Shiny, spotted Asian beetles that attack hardwood trees and are considered potentially more destructive than Dutch elm disease, chestnut blight, and gypsy moths combined were discovered in Worcester last week.
Investigations are ongoing and preliminary, but as many as 15 trees in northwest Worcester have been confirmed to be infested with the Asian Longhorned Beetle, said city manager Michael O'Brien.
A preliminary assessment indicates that the beetle may have been in the area for five years, O'Brien said. Now, officials are working on a more complete tree-by-tree survey of a circular area with a 1.5-mile radius in the Greendale section of the city.
"This is a voracious insect; it really has a potential to be very damaging," said Suzanne Bond, a spokeswoman for the US Department of Agriculture. "It destroys a number of species of hardwood trees, and maples are a preferred species. . . . It really has a potential to damage a number of industries if it were allowed to spread unchecked - maple syrup, lumber, tourism."

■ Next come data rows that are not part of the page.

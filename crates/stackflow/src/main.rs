mod commands;
mod preflight;
mod progress;
mod report;
mod utils;

use clap::{Parser, Subcommand};
use stackflow_core::Environment;

#[derive(Parser)]
#[command(name = "stackflow")]
#[command(about = "Deploy and tear down the three-tier architecture stacks", long_about = None)]
#[command(version)]
struct Cli {
    #[command(subcommand)]
    command: Commands,
}

#[derive(Subcommand)]
enum Commands {
    /// Deploy or update the three-tier architecture stack
    Deploy {
        /// Target environment (dev, prod)
        #[arg(short, long)]
        environment: Environment,
        /// Override the computed default stack name
        #[arg(long)]
        stack_name: Option<String>,
        /// Target region
        #[arg(long, env = "AWS_REGION")]
        region: Option<String>,
    },
    /// Empty the website bucket and delete the three-tier stack
    Cleanup {
        /// Target environment (dev, prod)
        #[arg(short, long)]
        environment: Environment,
        /// Override the computed default stack name
        #[arg(long)]
        stack_name: Option<String>,
        /// Target region
        #[arg(long, env = "AWS_REGION")]
        region: Option<String>,
        /// Skip the confirmation prompt
        #[arg(short, long)]
        force: bool,
    },
    /// Deploy the WAF protection stack on top of an existing three-tier stack
    #[command(name = "deploy-waf")]
    DeployWaf {
        /// Target environment (dev, prod)
        #[arg(short, long)]
        environment: Environment,
        /// Three-tier stack whose load balancer the WAF protects
        #[arg(long)]
        three_tier_stack: String,
        /// Override the computed default stack name
        #[arg(long)]
        stack_name: Option<String>,
        /// Target region
        #[arg(long, env = "AWS_REGION")]
        region: Option<String>,
    },
    /// Delete the WAF dashboard and protection stacks, in that order
    #[command(name = "cleanup-waf")]
    CleanupWaf {
        /// Target environment (dev, prod)
        #[arg(short, long)]
        environment: Environment,
        /// Override the computed default stack name
        #[arg(long)]
        stack_name: Option<String>,
        /// Target region
        #[arg(long, env = "AWS_REGION")]
        region: Option<String>,
        /// Skip the confirmation prompt
        #[arg(short, long)]
        force: bool,
    },
}

#[tokio::main]
async fn main() -> anyhow::Result<()> {
    tracing_subscriber::fmt::init();

    let cli = Cli::parse();

    match cli.command {
        Commands::Deploy {
            environment,
            stack_name,
            region,
        } => {
            commands::deploy::handle(environment, stack_name, region).await?;
        }
        Commands::Cleanup {
            environment,
            stack_name,
            region,
            force,
        } => {
            commands::cleanup::handle(environment, stack_name, region, force).await?;
        }
        Commands::DeployWaf {
            environment,
            three_tier_stack,
            stack_name,
            region,
        } => {
            commands::deploy_waf::handle(environment, three_tier_stack, stack_name, region)
                .await?;
        }
        Commands::CleanupWaf {
            environment,
            stack_name,
            region,
            force,
        } => {
            commands::cleanup_waf::handle(environment, stack_name, region, force).await?;
        }
    }

    Ok(())
}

The beetle is known to travel in wood packing materials used to transport goods from Asia. This is the fourth such infestation reported in the United States since the beetle was first discovered in Brooklyn, N.Y., in 1996. It has also been found in Chicago and New Jersey.
The beetle is difficult to eradicate because it spends much of its life inside trees, making chemical sprays largely useless. It also is pernicious because of its appetite for a variety of tree species - including maple, birch, horse chestnut, poplar, willow, elm, ash, mimosa, hackberry, sycamore, and mountain ash.
Worcester officials are particularly concerned because the majority of the trees in the city's parks and public ways are Norway maples vulnerable to the beetle's attack.
The female chews out a small, football-shaped cavity in the tree bark and then lays her eggs in the summer. The larvae feast on the inner bark, and then bore deeper into the heartwood of the tree before hatching in the spring, exiting the tree-trunk through a dime-sized hole, according to Michael Smith, an entomologist with the Agricultural Research Service at the USDA who has studied the beetles for 11 years.
The attack can damage the tree's circulatory system and weaken the tree, and O'Brien said it can take anywhere from three to seven years for a tree to die.
Officials will attempt to stop the insect's spread by cutting down infested trees and grinding or burning them. This is the strategy used in the other US cities where the beetles were found.
In Chicago, 1,550 infested trees were removed, and authorities have declared success. In the New York area, 6,200 infested trees were removed, though the beetle has not been contained there, and in New Jersey more than 700 were taken down. Lightly infested trees can be hard to identify, so other at-risk host trees are also cut down - an additional 12,000 in New York and more than 20,000 in New Jersey.
A chemical may also be injected into healthy host trees, which kills the adult beetles that feed on the leaves.